South Africa’s new vehicle sales for May were just over two-thirds lower than a year earlier, as the nationwide lockdown continued to put a damper on economic activity. 

But the 68% slump was still an improvement on April, when sales plummeted by a record 98.4%. 

Sales of cars were banned under alert level 5 during April, but reauthorised under level 4 from May 13. 

According to new figures released by the National Automobile Association of South Africa, SA’s motor industry continues to face “unchartered conditions”.

Exports also fell for May, declining by 64.1% compared to the previous year. “The performance of vehicle exports over the course of 2020 remains linked to the duration of the Covid-19 pandemic and its impact on the global economy,” the association said on Monday in a statement. 
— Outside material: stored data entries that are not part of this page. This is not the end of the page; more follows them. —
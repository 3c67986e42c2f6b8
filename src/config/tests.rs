//! Tests for the configuration validation system

use std::path::PathBuf;
use tempfile::{NamedTempFile, TempDir};

use crate::{
    args::CliArgs,
    config::{ConfServeConfig, ConfServeConfigValidator, ConfigValidator},
    errors::ConfigValidationError,
};

/// Helper function to create a CliArgs pointing at `path` with defaults
fn create_default_args(path: PathBuf) -> CliArgs {
    CliArgs {
        verbose: false,
        path,
        suffix: ".conf".to_string(),
        port: 0,
        interfaces: vec![],
        title: None,
        security_headers: false,
        csp: None,
        rate_limit: false,
        rate_limit_requests: 60,
        rate_limit_window: 60,
        max_request_size: 1024 * 1024,
    }
}

mod port_validation_tests {
    use super::*;

    #[test]
    fn test_validate_port_zero_success() {
        let validator = ConfServeConfigValidator;
        assert!(validator.validate_port(0).is_ok());
    }

    #[test]
    #[cfg(unix)]
    fn test_validate_port_privileged_error() {
        let validator = ConfServeConfigValidator;
        match validator.validate_port(80) {
            Err(ConfigValidationError::PortError { port, suggestion }) => {
                assert_eq!(port, 80);
                assert!(suggestion.contains("privileged port"));
            }
            other => panic!("Expected PortError for privileged port, got {other:?}"),
        }
    }

    #[test]
    fn test_validate_port_in_use() {
        let listener = std::net::TcpListener::bind(("127.0.0.1", 0)).unwrap();
        let port = listener.local_addr().unwrap().port();

        let validator = ConfServeConfigValidator;
        assert!(matches!(
            validator.validate_port(port),
            Err(ConfigValidationError::PortError { .. })
        ));
    }
}

mod path_validation_tests {
    use super::*;

    #[test]
    fn test_existing_directory() {
        let temp_dir = TempDir::new().unwrap();
        let args = create_default_args(temp_dir.path().to_path_buf());
        assert!(ConfServeConfigValidator.validate_paths(&args).is_ok());
    }

    #[test]
    fn test_nonexistent_path() {
        let args = create_default_args(PathBuf::from("/nonexistent/confserve/path"));
        match ConfServeConfigValidator.validate_paths(&args) {
            Err(errors) => {
                assert_eq!(errors.len(), 1);
                match &errors[0] {
                    ConfigValidationError::PathError {
                        path,
                        reason,
                        suggestion,
                    } => {
                        assert!(path.contains("nonexistent"));
                        assert_eq!(reason, "Path does not exist");
                        assert!(suggestion.contains("mkdir -p"));
                    }
                    other => panic!("Expected PathError, got {other:?}"),
                }
            }
            Ok(()) => panic!("Expected validation to fail"),
        }
    }

    #[test]
    fn test_file_instead_of_directory() {
        let file = NamedTempFile::new().unwrap();
        let args = create_default_args(file.path().to_path_buf());
        match ConfServeConfigValidator.validate_paths(&args) {
            Err(errors) => assert!(errors.iter().any(|e| matches!(e,
                ConfigValidationError::PathError { reason, .. } if reason == "Path is not a directory"
            ))),
            Ok(()) => panic!("Expected validation to fail"),
        }
    }
}

mod suffix_validation_tests {
    use super::*;

    #[test]
    fn test_plain_suffixes_accepted() {
        for suffix in [".conf", ".wg", ""] {
            assert!(ConfServeConfigValidator.validate_suffix(suffix).is_ok());
        }
    }

    #[test]
    fn test_suffix_with_separator_rejected() {
        assert!(matches!(
            ConfServeConfigValidator.validate_suffix("/x.conf"),
            Err(ConfigValidationError::SuffixError { .. })
        ));
    }
}

mod security_validation_tests {
    use super::*;

    #[test]
    fn test_zero_rate_limit_values() {
        let temp_dir = TempDir::new().unwrap();
        let mut args = create_default_args(temp_dir.path().to_path_buf());
        args.rate_limit = true;
        args.rate_limit_requests = 0;
        args.rate_limit_window = 0;

        match ConfServeConfigValidator.validate_security_config(&args) {
            Err(errors) => assert_eq!(errors.len(), 2),
            Ok(()) => panic!("Expected validation to fail"),
        }
    }

    #[test]
    fn test_zero_rate_limit_ignored_when_disabled() {
        let temp_dir = TempDir::new().unwrap();
        let mut args = create_default_args(temp_dir.path().to_path_buf());
        args.rate_limit_requests = 0;
        assert!(ConfServeConfigValidator.validate_security_config(&args).is_ok());
    }

    #[test]
    fn test_zero_request_size() {
        let temp_dir = TempDir::new().unwrap();
        let mut args = create_default_args(temp_dir.path().to_path_buf());
        args.max_request_size = 0;
        assert!(ConfServeConfigValidator.validate_security_config(&args).is_err());
    }

    #[test]
    fn test_csp_with_newline() {
        let temp_dir = TempDir::new().unwrap();
        let mut args = create_default_args(temp_dir.path().to_path_buf());
        args.security_headers = true;
        args.csp = Some("default-src 'self'\nscript-src 'none'".to_string());
        assert!(ConfServeConfigValidator.validate_security_config(&args).is_err());
    }
}

mod config_building_tests {
    use super::*;

    #[test]
    fn test_try_from_args_success() {
        let temp_dir = TempDir::new().unwrap();
        let args = create_default_args(temp_dir.path().to_path_buf());

        let config = ConfServeConfig::try_from_args(args).unwrap();
        assert!(config.port > 0);
        assert_eq!(config.path, temp_dir.path());
        assert_eq!(config.interfaces.len(), 2);
        assert_eq!(config.title, "WireGuard Configuration Manager");
        assert!(!config.security.enable_rate_limiting);
        assert_eq!(config.store().base_dir(), temp_dir.path());
    }

    #[test]
    fn test_missing_directory_is_not_fatal() {
        let args = create_default_args(PathBuf::from("/nonexistent/confserve/path"));
        assert!(ConfServeConfig::try_from_args(args).is_ok());
    }

    #[test]
    fn test_security_error_is_fatal() {
        let temp_dir = TempDir::new().unwrap();
        let mut args = create_default_args(temp_dir.path().to_path_buf());
        args.max_request_size = 0;

        let err = ConfServeConfig::try_from_args(args).unwrap_err();
        assert!(err.to_string().contains("--max-request-size"));
    }

    #[test]
    fn test_security_settings_carried_over() {
        let temp_dir = TempDir::new().unwrap();
        let mut args = create_default_args(temp_dir.path().to_path_buf());
        args.security_headers = true;
        args.csp = Some("default-src 'none'".to_string());
        args.rate_limit = true;
        args.rate_limit_requests = 5;
        args.rate_limit_window = 10;
        args.title = Some("Office VPN".to_string());

        let config = ConfServeConfig::try_from_args(args).unwrap();
        assert!(config.security.enable_security_headers);
        assert_eq!(config.security.csp, "default-src 'none'");
        assert_eq!(config.security.rate_limit_config.max_requests, 5);
        assert_eq!(config.security.rate_limit_config.window_size, 10);
        assert_eq!(config.title, "Office VPN");
    }
}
Vehicle manufacturers will be able to return to full production from Monday as the alert level falls from 4 to 3. And while Naamsa expects exports to gain momentum as production ramps up, overall export performance will still depend on how global vehicle demand recovers as countries start to exit their lockdowns. 

“The impact of Covid-19 on the new vehicle market and when the level of factory output will return to where it was before the lockdown will only become clearer once the entire motor industry becomes fully operational and prepares itself for the ‘new normal’,” the group said. 

SA’s automotive industry contributes roughly 6.4% to GDP, accounting for an estimated 457 000 direct and indirect jobs.